Company Type: | Private |
Location: | New York City |
Key People: | Jared Schiffman and Phillip Tiongson |
Industry: | Interactive design |
Homepage: | http://www.potiondesign.com/ |
Potion Design is a private interactive design firm located in New York City.[1] It was founded in 2005 by Jared Schiffman and Phillip Tiongson, who had previously studied together at the MIT Media Lab. The firm's specialty is interactive kiosks, especially flat surfaces that respond to human input through a combination of light displays and overhead video cameras.
Museums for which Potion Design has created installations include the National World War I Museum in Kansas City, the Metropolitan Museum of Art in New York City, the Smithsonian Institution's National Building Museum and National Museum of American History in Washington, D.C., and the Museum of Science and Industry in Chicago.
They have also created interactive installations at bars and restaurants such as The St. Regis Hotel and the Clo Wine Bar.
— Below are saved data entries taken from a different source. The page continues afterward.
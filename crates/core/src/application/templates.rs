// Template Service - report catalogue and EC3 template persistence

use crate::domain::{sort_reports, Configuration, Report};
use crate::error::{AppError, Result};
use crate::port::{ConfigurationClient, CredentialSupplier, ReportsClient};
use std::sync::Arc;
use tracing::{debug, info};

pub struct TemplateService {
    configurations: Arc<dyn ConfigurationClient>,
    reports: Arc<dyn ReportsClient>,
    credentials: Arc<dyn CredentialSupplier>,
}

impl TemplateService {
    pub fn new(
        configurations: Arc<dyn ConfigurationClient>,
        reports: Arc<dyn ReportsClient>,
        credentials: Arc<dyn CredentialSupplier>,
    ) -> Self {
        Self {
            configurations,
            reports,
            credentials,
        }
    }

    /// Selectable reports of a project, sorted by name
    pub async fn list_reports(&self, project_id: &str) -> Result<Vec<Report>> {
        let token = self.credentials.access_token().await?;
        let mut reports: Vec<Report> = self
            .reports
            .list_reports(&token, project_id)
            .await?
            .into_iter()
            .filter(|r| !r.deleted)
            .collect();
        sort_reports(&mut reports);

        debug!(project_id, count = reports.len(), "Loaded reports");
        Ok(reports)
    }

    pub async fn list_templates(&self, project_id: &str) -> Result<Vec<Configuration>> {
        let token = self.credentials.access_token().await?;
        let mut templates = self
            .configurations
            .list_configurations(&token, project_id)
            .await?;
        templates.sort_by(|a, b| {
            a.display_name
                .to_lowercase()
                .cmp(&b.display_name.to_lowercase())
        });
        Ok(templates)
    }

    pub async fn get_template(&self, id: &str) -> Result<Configuration> {
        let token = self.credentials.access_token().await?;
        self.configurations.get_configuration(&token, id).await
    }

    /// Create the template when it has no id yet, update it otherwise
    pub async fn save_template(&self, template: &Configuration) -> Result<Configuration> {
        template.validate()?;
        let token = self.credentials.access_token().await?;

        let saved = match template.id {
            Some(_) => {
                self.configurations
                    .update_configuration(&token, template)
                    .await?
            }
            None => {
                self.configurations
                    .create_configuration(&token, template)
                    .await?
            }
        };

        info!(
            template_id = ?saved.id,
            labels = saved.labels.len(),
            "Template saved"
        );
        Ok(saved)
    }

    pub async fn delete_template(&self, id: &str) -> Result<()> {
        if id.trim().is_empty() {
            return Err(AppError::Validation("Template id cannot be empty".to_string()));
        }
        let token = self.credentials.access_token().await?;
        self.configurations.delete_configuration(&token, id).await?;
        info!(template_id = id, "Template deleted");
        Ok(())
    }
}

#[cfg(test)]
mod tests {
    use super::*;
    use crate::domain::{DomainError, Label};
    use crate::port::credential_supplier::mocks::MockCredentialSupplier;
    use crate::port::template_client::mocks::{InMemoryConfigurationClient, StaticReportsClient};

    fn report(id: &str, name: &str, deleted: bool) -> Report {
        Report {
            id: id.to_string(),
            display_name: name.to_string(),
            description: None,
            deleted,
        }
    }

    fn service(store: Arc<InMemoryConfigurationClient>, reports: Vec<Report>) -> TemplateService {
        TemplateService::new(
            store,
            Arc::new(StaticReportsClient::new(reports)),
            Arc::new(MockCredentialSupplier::ready("token")),
        )
    }

    #[tokio::test]
    async fn test_list_reports_sorted_without_deleted() {
        let svc = service(
            Arc::new(InMemoryConfigurationClient::new()),
            vec![
                report("1", "Walls", false),
                report("2", "beams", false),
                report("3", "Archived", true),
            ],
        );

        let reports = svc.list_reports("project").await.unwrap();
        let ids: Vec<_> = reports.iter().map(|r| r.id.as_str()).collect();
        assert_eq!(ids, vec!["2", "1"]);
    }

    #[tokio::test]
    async fn test_save_creates_then_updates() {
        let store = Arc::new(InMemoryConfigurationClient::new());
        let svc = service(store.clone(), vec![]);

        let mut template = Configuration::new("Walls", "report-1");
        template.project_id = Some("project".to_string());
        let created = svc.save_template(&template).await.unwrap();
        assert!(created.id.is_some());
        assert_eq!(store.create_count(), 1);

        let mut edited = created.clone();
        edited.upsert_label(Label {
            name: String::new(),
            report_table: "Walls_Table".to_string(),
            element_name_column: "Name".to_string(),
            element_quantity_column: "Volume".to_string(),
            materials: vec![],
        });
        svc.save_template(&edited).await.unwrap();
        assert_eq!(store.update_count(), 1);

        let loaded = svc.get_template(created.id.as_deref().unwrap()).await.unwrap();
        assert_eq!(loaded.labels.len(), 1);
        assert_eq!(svc.list_templates("project").await.unwrap().len(), 1);
    }

    #[tokio::test]
    async fn test_save_rejects_incomplete_template() {
        let store = Arc::new(InMemoryConfigurationClient::new());
        let svc = service(store.clone(), vec![]);

        let err = svc
            .save_template(&Configuration::new("Walls", ""))
            .await
            .unwrap_err();
        assert!(matches!(err, AppError::Domain(DomainError::ValidationError(_))));
        assert_eq!(store.create_count(), 0);
    }

    #[tokio::test]
    async fn test_delete_missing_template() {
        let svc = service(Arc::new(InMemoryConfigurationClient::new()), vec![]);

        let err = svc.delete_template("cfg-404").await.unwrap_err();
        assert!(matches!(err, AppError::NotFound(_)));
    }
}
Potion Design has done software development, mostly in the form of iPad apps. Their first major such project was the "Biblion" iPad app in 2011, for the New York Public Library, which presents an interface for viewing images, documents and text from the library's archives. Alexis Madrigal, a senior editor for The Atlantic, called Biblion "one of the slickest media consumption experiences that I've seen for the iPad."[2]
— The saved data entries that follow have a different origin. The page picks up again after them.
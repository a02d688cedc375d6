// EC3 Template (configuration) Domain Model

use super::error::{DomainError, Result};
use serde::{Deserialize, Serialize};

const REPORTS_SEGMENT: &str = "/reports/";

/// Material column mapping of a label
#[derive(Debug, Clone, PartialEq, Eq, Serialize, Deserialize)]
#[serde(rename_all = "camelCase")]
pub struct Material {
    pub name_column: String,
}

/// Label: maps one report table onto EC3 elements
#[derive(Debug, Clone, PartialEq, Eq, Serialize, Deserialize)]
#[serde(rename_all = "camelCase")]
pub struct Label {
    #[serde(default)]
    pub name: String,
    pub report_table: String,
    pub element_name_column: String,
    pub element_quantity_column: String,
    #[serde(default)]
    pub materials: Vec<Material>,
}

impl Label {
    /// Title shown for the label; unnamed labels fall back to their table
    pub fn title(&self) -> &str {
        if self.name.is_empty() {
            &self.report_table
        } else {
            &self.name
        }
    }
}

/// EC3 template (configuration)
#[derive(Debug, Clone, Default, PartialEq, Eq, Serialize, Deserialize)]
#[serde(rename_all = "camelCase")]
pub struct Configuration {
    #[serde(default, skip_serializing_if = "Option::is_none")]
    pub id: Option<String>,
    /// Owning project (iTwin)
    #[serde(rename = "iTwinId", default, skip_serializing_if = "Option::is_none")]
    pub project_id: Option<String>,
    pub display_name: String,
    #[serde(default)]
    pub description: String,
    pub report_id: String,
    #[serde(default)]
    pub labels: Vec<Label>,
}

impl Configuration {
    pub fn new(display_name: impl Into<String>, report_id: impl Into<String>) -> Self {
        Self {
            display_name: display_name.into(),
            report_id: report_id.into(),
            ..Default::default()
        }
    }

    /// Save is only allowed once a name and a report are set
    pub fn validate(&self) -> Result<()> {
        if self.display_name.trim().is_empty() {
            return Err(DomainError::ValidationError(
                "Template name cannot be empty".to_string(),
            ));
        }
        if self.report_id.trim().is_empty() {
            return Err(DomainError::ValidationError(
                "Template must reference a report".to_string(),
            ));
        }
        Ok(())
    }

    /// Insert a label, replacing the one mapped to the same report table
    pub fn upsert_label(&mut self, label: Label) {
        match self
            .labels
            .iter_mut()
            .find(|l| l.report_table == label.report_table)
        {
            Some(existing) => *existing = label,
            None => self.labels.push(label),
        }
    }

    /// Remove the label mapped to `report_table`; returns whether one was removed
    pub fn remove_label(&mut self, report_table: &str) -> bool {
        let before = self.labels.len();
        self.labels.retain(|l| l.report_table != report_table);
        self.labels.len() != before
    }

    /// Point the template at another report.
    ///
    /// Labels reference tables of the old report, so they are dropped when
    /// the report actually changes. Returns whether labels were cleared.
    pub fn change_report(&mut self, report_id: impl Into<String>) -> bool {
        let report_id = report_id.into();
        if report_id == self.report_id {
            return false;
        }
        self.report_id = report_id;
        let cleared = !self.labels.is_empty();
        self.labels.clear();
        cleared
    }
}

/// Extract the report id from a report link (`.../reports/{id}`)
pub fn report_id_from_href(href: &str) -> Option<String> {
    let (_, rest) = href.split_once(REPORTS_SEGMENT)?;
    let id = rest.split(['/', '?']).next().unwrap_or_default();
    if id.is_empty() {
        None
    } else {
        Some(id.to_string())
    }
}

/// Reporting report (source of label tables)
#[derive(Debug, Clone, PartialEq, Eq, Serialize, Deserialize)]
#[serde(rename_all = "camelCase")]
pub struct Report {
    pub id: String,
    #[serde(default)]
    pub display_name: String,
    #[serde(default)]
    pub description: Option<String>,
    #[serde(default)]
    pub deleted: bool,
}

/// Order reports the way a picker lists them: by display name,
/// case-insensitively, ties broken case-sensitively
pub fn sort_reports(reports: &mut [Report]) {
    reports.sort_by(|a, b| {
        a.display_name
            .to_lowercase()
            .cmp(&b.display_name.to_lowercase())
            .then_with(|| a.display_name.cmp(&b.display_name))
    });
}

#[cfg(test)]
mod tests {
    use super::*;

    fn label(table: &str, name: &str) -> Label {
        Label {
            name: name.to_string(),
            report_table: table.to_string(),
            element_name_column: "Name".to_string(),
            element_quantity_column: "Volume".to_string(),
            materials: vec![Material {
                name_column: "Material".to_string(),
            }],
        }
    }

    #[test]
    fn test_validate_requires_name_and_report() {
        assert!(Configuration::new("", "r1").validate().is_err());
        assert!(Configuration::new("Walls", "").validate().is_err());
        assert!(Configuration::new("Walls", "r1").validate().is_ok());
    }

    #[test]
    fn test_upsert_replaces_by_report_table() {
        let mut cfg = Configuration::new("Walls", "r1");
        cfg.upsert_label(label("Walls_Table", "Walls"));
        cfg.upsert_label(label("Slabs_Table", ""));
        cfg.upsert_label(label("Walls_Table", "Exterior walls"));

        assert_eq!(cfg.labels.len(), 2);
        assert_eq!(cfg.labels[0].name, "Exterior walls");
        assert_eq!(cfg.labels[1].title(), "Slabs_Table");
    }

    #[test]
    fn test_remove_label() {
        let mut cfg = Configuration::new("Walls", "r1");
        cfg.upsert_label(label("Walls_Table", "Walls"));

        assert!(!cfg.remove_label("Missing"));
        assert!(cfg.remove_label("Walls_Table"));
        assert!(cfg.labels.is_empty());
    }

    #[test]
    fn test_change_report_clears_labels_only_on_change() {
        let mut cfg = Configuration::new("Walls", "r1");
        cfg.upsert_label(label("Walls_Table", "Walls"));

        assert!(!cfg.change_report("r1"));
        assert_eq!(cfg.labels.len(), 1);

        assert!(cfg.change_report("r2"));
        assert_eq!(cfg.report_id, "r2");
        assert!(cfg.labels.is_empty());
    }

    #[test]
    fn test_report_id_from_href() {
        assert_eq!(
            report_id_from_href("https://api.bentley.com/insights/reporting/reports/abc-123"),
            Some("abc-123".to_string())
        );
        assert_eq!(
            report_id_from_href("https://host/reports/abc?x=1"),
            Some("abc".to_string())
        );
        assert_eq!(report_id_from_href("https://host/reports/"), None);
        assert_eq!(report_id_from_href("https://host/mappings/abc"), None);
    }

    #[test]
    fn test_sort_reports_by_display_name() {
        let report = |id: &str, name: &str| Report {
            id: id.to_string(),
            display_name: name.to_string(),
            description: None,
            deleted: false,
        };
        let mut reports = vec![report("1", "beta"), report("2", "Alpha"), report("3", "alpha")];
        sort_reports(&mut reports);

        let names: Vec<_> = reports.iter().map(|r| r.display_name.as_str()).collect();
        assert_eq!(names, vec!["Alpha", "alpha", "beta"]);
    }
}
They have also designed iPad apps for Josef Albers' 1963 book Interaction of Color (for Yale University Press),[3] and for the works of photographer Richard Avedon (for the Richard Avedon Foundation).[4]
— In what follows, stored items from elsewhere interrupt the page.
// Port Layer - Interfaces for external dependencies

pub mod credential_supplier;
pub mod jobs_client;
pub mod template_client;
pub mod time_provider;

// Re-exports
pub use credential_supplier::{CredentialSupplier, StaticCredential};
pub use jobs_client::JobsClient;
pub use template_client::{ConfigurationClient, ReportsClient};
pub use time_provider::{SystemTimeProvider, TimeProvider};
Potion Design has won a variety of design awards, including various American Alliance of Museums Muse Awards and Communication Arts interactive awards. They were also finalists for the National Design Awards in both 2009 and 2010.[5] In 2010, Fast Company magazine listed Potion Design at #8 in their list of "most innovative design companies", lauding them for creating "interactive installations that get computing out of the box."[6]